== Segment start ==
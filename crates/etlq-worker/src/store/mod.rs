//! Storage seams consumed by the queue and the transfer engine
//!
//! The engine never talks to a database directly. It is handed a [`Stores`]
//! bundle whose members are implemented by the Postgres adapters in
//! [`crate::db`]. Unit tests swap in an in-memory store.

#[cfg(test)]
pub mod memory;

use std::sync::Arc;
use std::time::Duration;

use async_trait::async_trait;
use serde::Serialize;
use sqlx::PgPool;

use crate::db::{PgLock, PgQueueStore, PgTableStore};
use crate::error::StoreResult;
use crate::queue::{BatchRange, QueueItem, QueueProgress, QueueStatus, TransferPair};
use crate::transfer::Row;

/// Durable queue table operations
#[async_trait]
pub trait QueueStore: Send + Sync {
    /// Insert one WAITING item with `attempts = 0`
    async fn enqueue(
        &self,
        pair: &TransferPair,
        batch_size: u32,
        range: BatchRange,
    ) -> StoreResult<QueueItem>;

    /// Atomically move the oldest WAITING item of the pair and cluster to RUNNING
    ///
    /// Returns `None` when nothing is waiting. Two concurrent callers never
    /// receive the same item.
    async fn claim_next(&self, pair: &TransferPair, cluster_id: u32)
        -> StoreResult<Option<QueueItem>>;

    /// Apply a status transition
    ///
    /// Re-applying the current status is a no-op. Any other move not allowed
    /// by [`QueueStatus::can_transition_to`] is rejected.
    async fn set_status(
        &self,
        id: i64,
        status: QueueStatus,
        error_message: Option<&str>,
    ) -> StoreResult<()>;

    /// Highest `last_id` ever enqueued for the pair
    async fn high_watermark(&self, pair: &TransferPair) -> StoreResult<Option<i64>>;

    async fn progress(&self, pair: &TransferPair) -> StoreResult<QueueProgress>;

    /// Send every FAILED item of the pair back to WAITING; returns the count moved
    async fn requeue_failed(&self, pair: &TransferPair) -> StoreResult<u64>;

    /// Send every RUNNING item of the pair back to WAITING; returns the count moved
    ///
    /// Recovers batches left behind by a crashed worker. Only safe while no
    /// worker is processing the pair.
    async fn requeue_running(&self, pair: &TransferPair) -> StoreResult<u64>;

    /// Delete every queue row of the pair; returns the count deleted
    async fn clear(&self, pair: &TransferPair) -> StoreResult<u64>;

    async fn get(&self, id: i64) -> StoreResult<Option<QueueItem>>;
}

/// Read access to source tables
#[async_trait]
pub trait SourceReader: Send + Sync {
    /// All ids of `table` in ascending order
    async fn source_ids(&self, table: &str) -> StoreResult<Vec<i64>>;

    /// Rows with `start_id <= id <= last_id`, ascending, at most `limit` of them
    async fn fetch_range(
        &self,
        table: &str,
        start_id: i64,
        last_id: i64,
        limit: u32,
    ) -> StoreResult<Vec<Row>>;
}

/// Rows written by one batch load
#[derive(Debug, Clone, Copy, Default, PartialEq, Eq, Serialize)]
pub struct LoadReport {
    pub inserted: u64,
    pub updated: u64,
}

impl LoadReport {
    pub fn total(&self) -> u64 {
        self.inserted + self.updated
    }
}

/// Write access to destination tables
#[async_trait]
pub trait DestinationWriter: Send + Sync {
    /// Upsert `rows` into `table` in one all-or-nothing transaction
    ///
    /// Each row is inserted with its own `id`; on a primary-key collision the
    /// existing row's other `columns` are updated instead. Columns missing
    /// from a row are written as NULL.
    async fn load_batch(
        &self,
        table: &str,
        columns: &[String],
        rows: &[Row],
    ) -> StoreResult<LoadReport>;

    /// Delete every row of `table`; returns the count deleted
    async fn clear_table(&self, table: &str) -> StoreResult<u64>;
}

/// Keyed lease with an expiry, shared by every process of the fleet
#[async_trait]
pub trait DistributedLock: Send + Sync {
    /// Take `key` for `ttl` unless another holder has an unexpired lease
    async fn try_acquire(&self, key: &str, ttl: Duration) -> StoreResult<bool>;

    /// Drop a lease held by this process; releasing a lease not held is a no-op
    async fn release(&self, key: &str) -> StoreResult<()>;
}

/// The store handles one process shares across its transfer engines
#[derive(Clone)]
pub struct Stores {
    pub queue: Arc<dyn QueueStore>,
    pub source: Arc<dyn SourceReader>,
    pub destination: Arc<dyn DestinationWriter>,
    pub lock: Arc<dyn DistributedLock>,
}

impl Stores {
    /// Postgres-backed stores sharing one pool
    pub fn postgres(pool: PgPool) -> Self {
        let tables = Arc::new(PgTableStore::new(pool.clone()));
        Self {
            queue: Arc::new(PgQueueStore::new(pool.clone())),
            source: tables.clone(),
            destination: tables,
            lock: Arc::new(PgLock::new(pool)),
        }
    }

    /// Every seam served by one in-memory store
    #[cfg(test)]
    pub fn memory(store: Arc<memory::MemoryStore>) -> Self {
        Self {
            queue: store.clone(),
            source: store.clone(),
            destination: store.clone(),
            lock: store,
        }
    }
}

impl std::fmt::Debug for Stores {
    fn fmt(&self, f: &mut std::fmt::Formatter<'_>) -> std::fmt::Result {
        f.debug_struct("Stores").finish_non_exhaustive()
    }
}
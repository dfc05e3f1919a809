//! Logging Configuration and Initialization
//!
//! One tracing subscriber for every ETLQ process. It supports:
//!
//! - Console, file, or both as output targets
//! - Text or JSON formatting
//! - Daily rotating log files
//! - A dedicated SQL statement log
//!
//! # SQL statement log
//!
//! Store adapters log every statement they issue at `DEBUG` under the
//! [`SQL_TARGET`] target. With file output and `sql_file` enabled those events
//! are written to their own `<prefix>_sql` file and kept out of the console
//! and the combined log. Otherwise they follow the normal level filter.
//!
//! # Usage
//!
//! Use the structured macros with fields rather than `println!`:
//!
//! ```rust
//! use tracing::{info, warn};
//!
//! let (source_table, cluster_id) = ("legacy_customers", 0);
//! info!(source_table, cluster_id, "Populating queue");
//! warn!(source_table, "No new records to process");
//! ```
//!
//! # Example
//!
//! ```no_run
//! use etlq_common::logging::{init_logging, LogConfig};
//! use tracing::info;
//!
//! fn main() -> anyhow::Result<()> {
//!     let config = LogConfig::from_env()?;
//!     // The guard flushes file writers on drop; keep it for the process lifetime
//!     let _guard = init_logging(&config)?;
//!
//!     info!("Worker started");
//!     Ok(())
//! }
//! ```

use anyhow::{Context, Result};
use serde::{Deserialize, Serialize};
use std::path::PathBuf;
use tracing::Level;
use tracing_appender::non_blocking::WorkerGuard;
use tracing_subscriber::{
    filter::filter_fn,
    fmt::{self, format::FmtSpan, MakeWriter},
    layer::SubscriberExt,
    util::SubscriberInitExt,
    EnvFilter, Layer, Registry,
};

use crate::env;
use crate::error::{ConfigError, ConfigResult};

/// Tracing target used for SQL statement events
pub const SQL_TARGET: &str = "etlq::sql";

type BoxedLayer = Box<dyn Layer<Registry> + Send + Sync + 'static>;

/// Log level for filtering messages
#[derive(Debug, Clone, Copy, PartialEq, Eq, Serialize, Deserialize, Default)]
#[serde(rename_all = "lowercase")]
pub enum LogLevel {
    Trace,
    Debug,
    #[default]
    Info,
    Warn,
    Error,
}

impl LogLevel {
    pub fn to_tracing_level(self) -> Level {
        match self {
            LogLevel::Trace => Level::TRACE,
            LogLevel::Debug => Level::DEBUG,
            LogLevel::Info => Level::INFO,
            LogLevel::Warn => Level::WARN,
            LogLevel::Error => Level::ERROR,
        }
    }
}

impl std::str::FromStr for LogLevel {
    type Err = String;

    fn from_str(s: &str) -> std::result::Result<Self, Self::Err> {
        match s.to_lowercase().as_str() {
            "trace" => Ok(LogLevel::Trace),
            "debug" => Ok(LogLevel::Debug),
            "info" => Ok(LogLevel::Info),
            "warn" | "warning" => Ok(LogLevel::Warn),
            "error" => Ok(LogLevel::Error),
            _ => Err(format!("expected trace, debug, info, warn or error, got '{}'", s)),
        }
    }
}

impl std::fmt::Display for LogLevel {
    fn fmt(&self, f: &mut std::fmt::Formatter<'_>) -> std::fmt::Result {
        match self {
            LogLevel::Trace => write!(f, "trace"),
            LogLevel::Debug => write!(f, "debug"),
            LogLevel::Info => write!(f, "info"),
            LogLevel::Warn => write!(f, "warn"),
            LogLevel::Error => write!(f, "error"),
        }
    }
}

/// Output target for logs
#[derive(Debug, Clone, Copy, PartialEq, Eq, Serialize, Deserialize, Default)]
#[serde(rename_all = "lowercase")]
pub enum LogOutput {
    #[default]
    Console,
    File,
    Both,
}

impl LogOutput {
    fn writes_console(self) -> bool {
        matches!(self, LogOutput::Console | LogOutput::Both)
    }

    fn writes_files(self) -> bool {
        matches!(self, LogOutput::File | LogOutput::Both)
    }
}

impl std::str::FromStr for LogOutput {
    type Err = String;

    fn from_str(s: &str) -> std::result::Result<Self, Self::Err> {
        match s.to_lowercase().as_str() {
            "console" | "stdout" => Ok(LogOutput::Console),
            "file" => Ok(LogOutput::File),
            "both" | "all" => Ok(LogOutput::Both),
            _ => Err(format!("expected console, file or both, got '{}'", s)),
        }
    }
}

/// Log format
#[derive(Debug, Clone, Copy, PartialEq, Eq, Serialize, Deserialize, Default)]
#[serde(rename_all = "lowercase")]
pub enum LogFormat {
    #[default]
    Text,
    Json,
}

impl std::str::FromStr for LogFormat {
    type Err = String;

    fn from_str(s: &str) -> std::result::Result<Self, Self::Err> {
        match s.to_lowercase().as_str() {
            "text" | "pretty" => Ok(LogFormat::Text),
            "json" => Ok(LogFormat::Json),
            _ => Err(format!("expected text or json, got '{}'", s)),
        }
    }
}

/// Logging configuration
#[derive(Debug, Clone, Serialize, Deserialize)]
pub struct LogConfig {
    /// Minimum log level to display
    pub level: LogLevel,

    /// Output target (console, file, or both)
    pub output: LogOutput,

    /// Log format (text or JSON)
    pub format: LogFormat,

    /// Directory for log files (only used when output includes file)
    pub log_dir: PathBuf,

    /// Log file name prefix ("etl" -> "etl.2024-01-18", "etl_sql.2024-01-18")
    pub log_file_prefix: String,

    /// Route SQL statement events to their own file
    pub sql_file: bool,

    /// Additional filter directives (e.g., "sqlx=warn,etlq_worker=debug")
    pub filter_directives: Option<String>,

    pub include_location: bool,
    pub include_thread_ids: bool,
    pub include_targets: bool,
}

impl Default for LogConfig {
    fn default() -> Self {
        Self {
            level: LogLevel::Info,
            output: LogOutput::Console,
            format: LogFormat::Text,
            log_dir: PathBuf::from("./logs"),
            log_file_prefix: "etl".to_string(),
            sql_file: true,
            filter_directives: None,
            include_location: false,
            include_thread_ids: false,
            include_targets: true,
        }
    }
}

impl LogConfig {
    pub fn new() -> Self {
        Self::default()
    }

    /// Load configuration from environment variables
    ///
    /// - `LOG_LEVEL`: trace, debug, info, warn, error
    /// - `LOG_OUTPUT`: console, file, both
    /// - `LOG_FORMAT`: text, json
    /// - `LOG_DIR`: directory for log files
    /// - `LOG_FILE_PREFIX`: prefix for log files
    /// - `LOG_SQL_FILE`: separate SQL statement log (true/false)
    /// - `LOG_FILTER`: additional filter directives
    /// - `LOG_INCLUDE_LOCATION`, `LOG_INCLUDE_THREAD_IDS`, `LOG_INCLUDE_TARGETS`
    pub fn from_env() -> ConfigResult<Self> {
        Self::default().merge_env()
    }

    /// Overlay environment variables on top of this configuration
    pub fn merge_env(self) -> ConfigResult<Self> {
        Ok(Self {
            level: env::var_or("LOG_LEVEL", self.level)?,
            output: env::var_or("LOG_OUTPUT", self.output)?,
            format: env::var_or("LOG_FORMAT", self.format)?,
            log_dir: env::var_opt("LOG_DIR").map(PathBuf::from).unwrap_or(self.log_dir),
            log_file_prefix: env::var_opt("LOG_FILE_PREFIX").unwrap_or(self.log_file_prefix),
            sql_file: env::var_or("LOG_SQL_FILE", self.sql_file)?,
            filter_directives: env::var_opt("LOG_FILTER").or(self.filter_directives),
            include_location: env::var_or("LOG_INCLUDE_LOCATION", self.include_location)?,
            include_thread_ids: env::var_or("LOG_INCLUDE_THREAD_IDS", self.include_thread_ids)?,
            include_targets: env::var_or("LOG_INCLUDE_TARGETS", self.include_targets)?,
        })
    }

    pub fn builder() -> LogConfigBuilder {
        LogConfigBuilder::default()
    }

    fn separate_sql_file(&self) -> bool {
        self.sql_file && self.output.writes_files()
    }

    fn sql_file_prefix(&self) -> String {
        format!("{}_sql", self.log_file_prefix)
    }

    fn env_filter(&self) -> ConfigResult<EnvFilter> {
        let mut filter =
            EnvFilter::from_default_env().add_directive(self.level.to_tracing_level().into());

        if self.separate_sql_file() {
            let directive = format!("{}=debug", SQL_TARGET);
            filter = filter.add_directive(
                directive
                    .parse()
                    .map_err(|e| ConfigError::invalid("LOG_FILTER", &directive, format!("{}", e)))?,
            );
        }

        if let Some(ref directives) = self.filter_directives {
            for directive in directives.split(',').map(str::trim).filter(|d| !d.is_empty()) {
                filter = filter.add_directive(
                    directive
                        .parse()
                        .map_err(|e| ConfigError::invalid("LOG_FILTER", directive, format!("{}", e)))?,
                );
            }
        }

        Ok(filter)
    }
}

/// Builder for LogConfig
#[derive(Default)]
pub struct LogConfigBuilder {
    config: LogConfig,
}

impl LogConfigBuilder {
    pub fn level(mut self, level: LogLevel) -> Self {
        self.config.level = level;
        self
    }

    pub fn output(mut self, output: LogOutput) -> Self {
        self.config.output = output;
        self
    }

    pub fn format(mut self, format: LogFormat) -> Self {
        self.config.format = format;
        self
    }

    pub fn log_dir(mut self, dir: impl Into<PathBuf>) -> Self {
        self.config.log_dir = dir.into();
        self
    }

    pub fn log_file_prefix(mut self, prefix: impl Into<String>) -> Self {
        self.config.log_file_prefix = prefix.into();
        self
    }

    pub fn sql_file(mut self, enabled: bool) -> Self {
        self.config.sql_file = enabled;
        self
    }

    pub fn filter_directives(mut self, filter: impl Into<String>) -> Self {
        self.config.filter_directives = Some(filter.into());
        self
    }

    pub fn include_location(mut self, include: bool) -> Self {
        self.config.include_location = include;
        self
    }

    pub fn build(self) -> LogConfig {
        self.config
    }
}

/// Keeps the non-blocking file writers alive; dropping it flushes them
#[must_use = "dropping the guard stops file logging"]
pub struct LogGuard {
    _workers: Vec<WorkerGuard>,
}

/// Initialize logging with the given configuration
///
/// Sets the global tracing subscriber, so it may only be called once per process.
pub fn init_logging(config: &LogConfig) -> Result<LogGuard> {
    let filter = config.env_filter()?;
    let split_sql = config.separate_sql_file();

    let mut layers: Vec<BoxedLayer> = Vec::new();
    let mut workers = Vec::new();

    if config.output.writes_console() {
        let console = fmt_layer(config, std::io::stdout, true);
        layers.push(if split_sql {
            console.with_filter(filter_fn(|meta| meta.target() != SQL_TARGET)).boxed()
        } else {
            console
        });
    }

    if config.output.writes_files() {
        std::fs::create_dir_all(&config.log_dir).context("Failed to create log directory")?;

        let combined = tracing_appender::rolling::daily(&config.log_dir, &config.log_file_prefix);
        let (combined, guard) = tracing_appender::non_blocking(combined);
        workers.push(guard);

        let combined = fmt_layer(config, combined, false);
        layers.push(if split_sql {
            combined.with_filter(filter_fn(|meta| meta.target() != SQL_TARGET)).boxed()
        } else {
            combined
        });

        if split_sql {
            let sql = tracing_appender::rolling::daily(&config.log_dir, config.sql_file_prefix());
            let (sql, guard) = tracing_appender::non_blocking(sql);
            workers.push(guard);

            layers.push(
                fmt_layer(config, sql, false)
                    .with_filter(filter_fn(|meta| meta.target() == SQL_TARGET))
                    .boxed(),
            );
        }
    }

    tracing_subscriber::registry()
        .with(layers)
        .with(filter)
        .try_init()
        .context("Failed to install tracing subscriber")?;

    Ok(LogGuard { _workers: workers })
}

fn fmt_layer<W>(config: &LogConfig, writer: W, ansi: bool) -> BoxedLayer
where
    W: for<'w> MakeWriter<'w> + Send + Sync + 'static,
{
    let layer = fmt::layer()
        .with_writer(writer)
        .with_ansi(ansi)
        .with_target(config.include_targets)
        .with_thread_ids(config.include_thread_ids)
        .with_file(config.include_location)
        .with_line_number(config.include_location)
        .with_span_events(FmtSpan::CLOSE);

    match config.format {
        LogFormat::Text => layer.boxed(),
        LogFormat::Json => layer.json().boxed(),
    }
}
== Segment end ==
= Assigned task =
Sift the data above for lines with "updated", then copy each one.

= Exercise output =
    pub updated: u64,
        self.inserted + self.updated
    /// existing row's other `columns` are updated instead. Columns missing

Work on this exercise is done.